:: Instructions to follow ::
How many lines in the records below contain "BoundOutputRecord"? Reply with the number alone.

:: Input data ::
- Opening Delimiter -

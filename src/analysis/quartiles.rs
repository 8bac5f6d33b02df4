use thiserror::Error;

#[derive(Debug, Error, PartialEq)]
pub enum QuartileError {
    #[error("too small dataset ({0} items)")]
    TooSmallDataset(usize),
}

#[derive(Debug, Clone, Copy, PartialEq)]
pub struct Quartiles {
    pub q1: f64,
    pub q2: f64,
    pub q3: f64,
}

impl Quartiles {
    pub fn iqr(&self) -> f64 {
        self.q3 - self.q1
    }
}

fn median(sorted: &[usize]) -> f64 {
    let n = sorted.len();
    if n % 2 == 1 {
        sorted[n / 2] as f64
    } else {
        (sorted[n / 2 - 1] + sorted[n / 2]) as f64 / 2.0
    }
}

/// Quartiles of an ascending slice.
///
/// Q1 and Q3 are medians of the lower and upper halves, the middle value
/// of an odd-sized slice belongs to neither half.
pub fn quartiles(sorted: &[usize]) -> Result<Quartiles, QuartileError> {
    let n = sorted.len();
    if n < 4 {
        return Err(QuartileError::TooSmallDataset(n));
    }
    let half = n / 2;
    let upper_start = if n % 2 == 1 { half + 1 } else { half };
    Ok(Quartiles {
        q1: median(&sorted[..half]),
        q2: median(sorted),
        q3: median(&sorted[upper_start..]),
    })
}

#[cfg(test)]
mod tests {
    use super::*;

    #[test]
    fn test_even_dataset() {
        let q = quartiles(&[1, 2, 3, 4, 5, 6, 7, 8]).unwrap();
        assert_eq!(q.q1, 2.5);
        assert_eq!(q.q2, 4.5);
        assert_eq!(q.q3, 6.5);
        assert_eq!(q.iqr(), 4.0);
    }

    #[test]
    fn test_odd_dataset_excludes_median() {
        let q = quartiles(&[1, 3, 5, 7, 9]).unwrap();
        assert_eq!(q.q1, 2.0);
        assert_eq!(q.q2, 5.0);
        assert_eq!(q.q3, 8.0);
    }

    #[test]
    fn test_too_small() {
        assert_eq!(
            quartiles(&[1, 2, 3]),
            Err(QuartileError::TooSmallDataset(3))
        );
    }
}
use crate::alarm::ErrorAlarm;
use crate::buffer::SharedHistory;
use crate::geo::{apply_location, GeoLookup};
use crate::pipeline::channel::{create_channel, Sender};
use crate::pipeline::ledger::{merge_confirmations, CheckSession, Tracked};
use crate::record::{BoundOutputRecord, InputRecord, LogRange, OutputRecord, ServiceInput};
use crate::services::{LineParser, ParseError, Transformer};
use crate::sink::{run_write_consumer, BulkWriter, SinkKind};
use crate::source::reader::FileTailProcessor;
use async_trait::async_trait;
use chrono::{DateTime, Utc};
use std::sync::{Arc, PoisonError};
use tokio::sync::mpsc;
use tracing::{debug, error, info, warn};

/// A sink writer together with its chunk size
#[derive(Clone)]
pub struct SinkSpec {
    pub writer: Arc<dyn BulkWriter>,
    pub chunk_size: usize,
}

impl SinkSpec {
    pub fn new(writer: Arc<dyn BulkWriter>, chunk_size: usize) -> Self {
        Self { writer, chunk_size }
    }

    /// Input buffer of the consumer, the document sink gets two chunks
    fn buffer_size(&self) -> usize {
        match self.writer.kind() {
            SinkKind::Doc => 2 * self.chunk_size.max(1),
            SinkKind::TimeSeries => self.chunk_size.max(1),
        }
    }
}

impl std::fmt::Debug for SinkSpec {
    fn fmt(&self, f: &mut std::fmt::Formatter<'_>) -> std::fmt::Result {
        f.debug_struct("SinkSpec")
            .field("kind", &self.writer.kind())
            .field("chunk_size", &self.chunk_size)
            .finish()
    }
}

/// Optional `[from, to]` window on record time
#[derive(Debug, Clone, Copy, Default)]
pub struct TimeFilter {
    pub from: Option<DateTime<Utc>>,
    pub to: Option<DateTime<Utc>>,
}

#[derive(Debug, PartialEq, Eq)]
enum Window {
    Before,
    Inside,
    After,
}

impl TimeFilter {
    fn check(&self, time: DateTime<Utc>) -> Window {
        if self.from.map(|from| time < from).unwrap_or(false) {
            Window::Before
        } else if self.to.map(|to| time > to).unwrap_or(false) {
            Window::After
        } else {
            Window::Inside
        }
    }

    pub fn is_empty(&self) -> bool {
        self.from.is_none() && self.to.is_none()
    }
}

#[derive(Debug, Default, Clone, Copy, PartialEq, Eq)]
pub struct ProcessorStats {
    pub lines: usize,
    pub emitted: usize,
    pub ignored: usize,
    pub parse_errors: usize,
    pub app_errors: usize,
    pub transform_errors: usize,
}

struct ActiveCheck {
    inputs: Vec<Sender<BoundOutputRecord>>,
    tracked: mpsc::UnboundedSender<Tracked>,
}

impl ActiveCheck {
    fn track(&self, item: Tracked) {
        if self.tracked.send(item).is_err() {
            debug!("Check follower is gone");
        }
    }
}

/// Per-file coordinator: parse, preprocess, transform, enrich and fan out
pub struct FileProcessor {
    file_path: Arc<str>,
    tz_shift: i32,
    parser: LineParser,
    transformer: Transformer,
    history: SharedHistory,
    geo: Arc<dyn GeoLookup>,
    alarm: ErrorAlarm,
    sinks: Vec<SinkSpec>,
    filter: TimeFilter,
    check: Option<ActiveCheck>,
    past_window: bool,
    stats: ProcessorStats,
}

impl FileProcessor {
    #[allow(clippy::too_many_arguments)]
    pub fn new(
        file_path: &str,
        tz_shift: i32,
        parser: LineParser,
        transformer: Transformer,
        history: SharedHistory,
        geo: Arc<dyn GeoLookup>,
        alarm: ErrorAlarm,
        sinks: Vec<SinkSpec>,
    ) -> Self {
        Self {
            file_path: Arc::from(file_path),
            tz_shift,
            parser,
            transformer,
            history,
            geo,
            alarm,
            sinks,
            filter: TimeFilter::default(),
            check: None,
            past_window: false,
            stats: ProcessorStats::default(),
        }
    }

    pub fn with_time_filter(mut self, filter: TimeFilter) -> Self {
        self.filter = filter;
        self
    }

    pub fn file_path(&self) -> &str {
        &self.file_path
    }

    pub fn app_type(&self) -> &'static str {
        self.transformer.app_type().as_str()
    }

    pub fn history(&self) -> &SharedHistory {
        &self.history
    }

    pub fn stats(&self) -> ProcessorStats {
        self.stats
    }

    /// Start the sink consumers of a new check.
    ///
    /// With no sinks configured every line is tracked as ignored.
    pub fn on_check_start(&mut self) -> CheckSession {
        let (tracked_tx, tracked_rx) = mpsc::unbounded_channel();
        let mut inputs = Vec::with_capacity(self.sinks.len());
        let mut confirmations = Vec::with_capacity(self.sinks.len());
        for sink in &self.sinks {
            let (tx, rx) = create_channel(sink.buffer_size());
            let (conf_rx, _handle) = run_write_consumer(sink.writer.clone(), rx, sink.chunk_size);
            inputs.push(tx);
            confirmations.push(conf_rx);
        }
        self.check = Some(ActiveCheck {
            inputs,
            tracked: tracked_tx,
        });
        self.past_window = false;
        self.stats = ProcessorStats::default();
        CheckSession {
            sinks: self.sinks.iter().map(|s| s.writer.kind()).collect(),
            confirmations: merge_confirmations(confirmations),
            tracked: tracked_rx,
        }
    }

    /// Close the sink inputs, the consumers flush their last chunks
    pub fn on_check_stop(&mut self) {
        self.check = None;
        self.alarm.evaluate();
        if self.stats.lines > 0 {
            debug!(
                path = %self.file_path,
                lines = self.stats.lines,
                emitted = self.stats.emitted,
                ignored = self.stats.ignored,
                parse_errors = self.stats.parse_errors,
                "Check finished"
            );
        }
    }

    pub fn on_quit(&mut self) {
        self.check = None;
        self.alarm.reset();
        info!(path = %self.file_path, "Processor stopped");
    }

    fn handle_parse_error(&mut self, err: ParseError) {
        match err {
            ParseError::LineParsing { .. } => {
                self.stats.parse_errors += 1;
                info!(path = %self.file_path, error = %err, "Skipping unparseable line");
            }
            ParseError::AppLog { time, .. } => {
                self.stats.app_errors += 1;
                self.alarm.on_error(time);
            }
            ParseError::Other(_) => {
                self.stats.parse_errors += 1;
                warn!(path = %self.file_path, error = %err, "Failed to process line");
            }
        }
    }

    /// Synchronous part of a line: everything up to the sink hand-off
    fn process_line(&mut self, line: &str, line_num: i64) -> Vec<Arc<OutputRecord>> {
        let rec = match self.parser.parse(line, line_num) {
            Ok(rec) => rec,
            Err(e) => {
                self.handle_parse_error(e);
                return Vec::new();
            }
        };
        if !rec.is_processable() {
            return Vec::new();
        }
        match self.filter.check(rec.time()) {
            Window::Before => return Vec::new(),
            Window::After => {
                self.past_window = true;
                return Vec::new();
            }
            Window::Inside => {}
        }

        let records: Vec<InputRecord> = {
            let mut history = self.history.lock().unwrap_or_else(PoisonError::into_inner);
            let records = self.transformer.preprocess(rec, &mut *history);
            if records.is_empty() {
                let mut state = history.take_state();
                state.total_ignored += 1;
                history.set_state(state);
            }
            for rec in &records {
                history.add(rec.clone());
            }
            records
        };

        let mut outputs = Vec::with_capacity(records.len());
        for rec in &records {
            match self.transformer.transform(rec, self.tz_shift) {
                Ok(mut out) => {
                    apply_location(&mut out, self.geo.as_ref());
                    outputs.push(Arc::new(out));
                }
                Err(e) => {
                    self.stats.transform_errors += 1;
                    warn!(path = %self.file_path, error = %e, "Failed to transform record");
                }
            }
        }
        outputs
    }
}

#[async_trait]
impl FileTailProcessor for FileProcessor {
    async fn on_entry(&mut self, line: &str, line_num: i64, range: LogRange) {
        self.stats.lines += 1;
        let outputs = if line.trim().is_empty() {
            Vec::new()
        } else {
            self.process_line(line, line_num)
        };

        let Some(check) = self.check.as_ref() else {
            error!(path = %self.file_path, "Line received outside of a check");
            return;
        };
        if outputs.is_empty() || check.inputs.is_empty() {
            self.stats.ignored += 1;
            check.track(Tracked::Ignored { range });
            return;
        }

        self.stats.emitted += outputs.len();
        check.track(Tracked::Emitted {
            range,
            records: outputs.len(),
        });
        for rec in outputs {
            for input in &check.inputs {
                let item = BoundOutputRecord {
                    rec: rec.clone(),
                    file_path: self.file_path.clone(),
                    range,
                };
                if input.send(item).await.is_err() {
                    error!(path = %self.file_path, "Sink consumer stopped, record not delivered");
                }
            }
        }
    }

    fn should_stop(&self) -> bool {
        self.past_window
    }
}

- Closing Delimiter -

:: Written solution ::
3